Dieser Revolution ging nicht nur der Krieg mit seinen Mangelsituationen voraus. Es war vielmehr die gezielte deutsche Planung, die ab März 1915 angesichts der Einsicht, dass dem Deutschen Reich ein rascher Sieg an der Ostfront nicht gelungen war, mit einem umfangreich verfassten strategischen Programm Russland systematisch revolutionierte. Diese Aktionen wurden durch Sabotageakte und andere Maßnahmen unterstützt. So wurde Russland durch eine Revolution destabilisiert und anstelle des Zaren eine Regierung gesetzt, die um jeden Preis, den Berlin in bar bezahlte, jeden gewünschten Friedensvertrag zu unterschreiben bereit war. Dies hatte Lenin von seinem Exil aus in einem Punkteprogramm wissen lassen.

In diesem Zimmer im sogenannten Ipatjewschen Haus in Jekaterinburg soll die Zarenfamilie am 17. Juli 1918 ermordet worden sein.

In diesem Zimmer im sogenannten Ipatjewschen Haus in Jekaterinburg soll die Zarenfamilie am 17. Juli 1918 ermordet worden sein.

Dies besiegelte auch das persönliche Schicksal der Zarenfamilie. Wilhelm hätte Lenin für die Ermöglichung seiner Machtergreifung die Bedingung abverlangen können, dass die Zarenfamilie ungeschoren bleibt und ausreisen darf.

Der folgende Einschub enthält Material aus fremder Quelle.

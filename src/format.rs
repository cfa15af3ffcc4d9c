// src/format.rs

use crate::config::FormatOptions;
use crate::error::{FormatError, Result};
use crate::model::IceStructure;
use crate::rendering::{
    render_cell, render_centers, render_guests, render_molecules, Layer, Primitive, RenderSession,
};
use crate::sink::SceneSink;
use log::{debug, info};
use std::time::Instant;

/// Plugin description shown by the host tool.
pub struct PluginDesc {
    pub reference: (&'static str, &'static str),
    pub brief: &'static str,
    pub usage: &'static str,
}

pub const DESC: PluginDesc = PluginDesc {
    reference: ("Meshcat", "https://github.com/rdeits/meshcat-python"),
    brief: "Meshcat-style 3D scene (inline or standalone viewer).",
    usage: "Options:\n    H=x   Set the radius of H to be x (0 draws centre-of-mass markers instead)",
};

/// A named stage of the host pipeline.
#[derive(Clone, Copy, Debug, PartialEq, Eq)]
pub struct Hook {
    pub stage: u8,
    pub description: &'static str,
}

pub const HOOKS: [Hook; 4] = [
    Hook { stage: 1, description: "Draw the cell." },
    Hook { stage: 2, description: "Output CoM of water molecules." },
    Hook { stage: 6, description: "Output water molecules." },
    Hook { stage: 7, description: "Output guest molecules." },
];

/// Drives the render passes into a scene sink.
///
/// The sink is opened by the caller and handed over here; it is cleared at
/// the start of every [`run`](Self::run). Any sink error aborts the run.
pub struct MeshcatFormat<S: SceneSink> {
    options: FormatOptions,
    sink: S,
    session: RenderSession,
}

impl<S: SceneSink> MeshcatFormat<S> {
    pub fn new(options: FormatOptions, sink: S) -> Result<Self> {
        options.validate()?;
        Ok(Self {
            options,
            sink,
            session: RenderSession::new(),
        })
    }

    /// Parses `KEY=VALUE` style options, rejecting anything but `H`.
    pub fn from_pairs<I, K, V>(pairs: I, sink: S) -> Result<Self>
    where
        I: IntoIterator<Item = (K, V)>,
        K: AsRef<str>,
        V: AsRef<str>,
    {
        Self::new(FormatOptions::from_pairs(pairs)?, sink)
    }

    pub fn hooks(&self) -> &'static [Hook] {
        &HOOKS
    }

    pub fn options(&self) -> &FormatOptions {
        &self.options
    }

    pub fn session(&self) -> &RenderSession {
        &self.session
    }

    pub fn sink(&self) -> &S {
        &self.sink
    }

    pub fn into_sink(self) -> S {
        self.sink
    }

    /// Clears the scene and runs every hook in stage order.
    pub fn run(&mut self, ice: &IceStructure) -> Result<()> {
        self.session = RenderSession::new();
        self.sink.clear()?;
        for hook in HOOKS {
            self.run_hook(hook.stage, ice)?;
        }
        self.sink.finish()
    }

    /// Runs a single stage. Returns `false` when the stage drew nothing by choice
    /// (stage 2 with explicit hydrogens).
    pub fn run_hook(&mut self, stage: u8, ice: &IceStructure) -> Result<bool> {
        let hook = HOOKS
            .iter()
            .find(|h| h.stage == stage)
            .copied()
            .ok_or(FormatError::UnknownHook(stage))?;
        info!("Hook{}: {}", hook.stage, hook.description);
        let t0 = Instant::now();

        let drawn = match stage {
            1 => {
                let edges = render_cell(&ice.cell);
                self.draw(Layer::Cell, edges.into_iter().map(Primitive::from))?;
                true
            }
            2 => match render_centers(&ice.reduced_positions, &ice.cell, &self.options) {
                Some(markers) => {
                    self.draw(Layer::Centers, markers.into_iter().map(Primitive::from))?;
                    true
                }
                None => false,
            },
            6 => {
                info!("  Total number of atoms: {}", ice.atoms.len());
                let layers = render_molecules(
                    &ice.atoms,
                    &ice.hydrogen_bonds,
                    &self.options,
                    &mut self.session,
                );
                debug!(
                    "  {} water primitives, {} hydrogen bonds",
                    layers.water.len(),
                    layers.hydrogen_bonds.len()
                );
                self.draw(Layer::Water, layers.water)?;
                self.draw(Layer::HydrogenBonds, layers.hydrogen_bonds.into_iter().map(Primitive::from))?;
                true
            }
            7 => {
                let atoms = ice.all_atoms();
                info!("  Total number of atoms: {}", atoms.len());
                let guests = render_guests(&atoms, &mut self.session);
                debug!("  {} guest atoms", guests.len());
                self.draw(Layer::Guests, guests.into_iter().map(Primitive::from))?;
                true
            }
            _ => return Err(FormatError::UnknownHook(stage)),
        };

        debug!("Hook{} done in {:.3?}", stage, t0.elapsed());
        Ok(drawn)
    }

    fn draw<I>(&mut self, layer: Layer, primitives: I) -> Result<()>
    where
        I: IntoIterator<Item = Primitive>,
    {
        for p in primitives {
            let path = layer.path(p.label());
            self.sink.set_object(&path, &p.object())?;
            self.sink.set_transform(&path, &p.transform())?;
        }
        Ok(())
    }
}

Das hat er nicht gemacht. Wie wir wissen, ist die gesamte Zarenfamilie mitsamt ihren Bediensteten ermordet worden - als Teil des politischen Konzept Lenins, keinen Romanow auf russischem Boden überleben zu lassen. Es handelt sich also in jeder Hinsicht um einen ganz großen Verrat Wilhelms an seinem eigenen Verwandten und am monarchischen Prinzip. Doch während der Kaiser seinen Cousin, den er vom Thron gestoßen hatte, unvorstellbar brutalen Mördern aussetzte, konnte er selbst, mit dem alles begonnen hatte, nach dem Verlust seines Throns wohlbehalten sein Exil antreten. Kein Vergleich!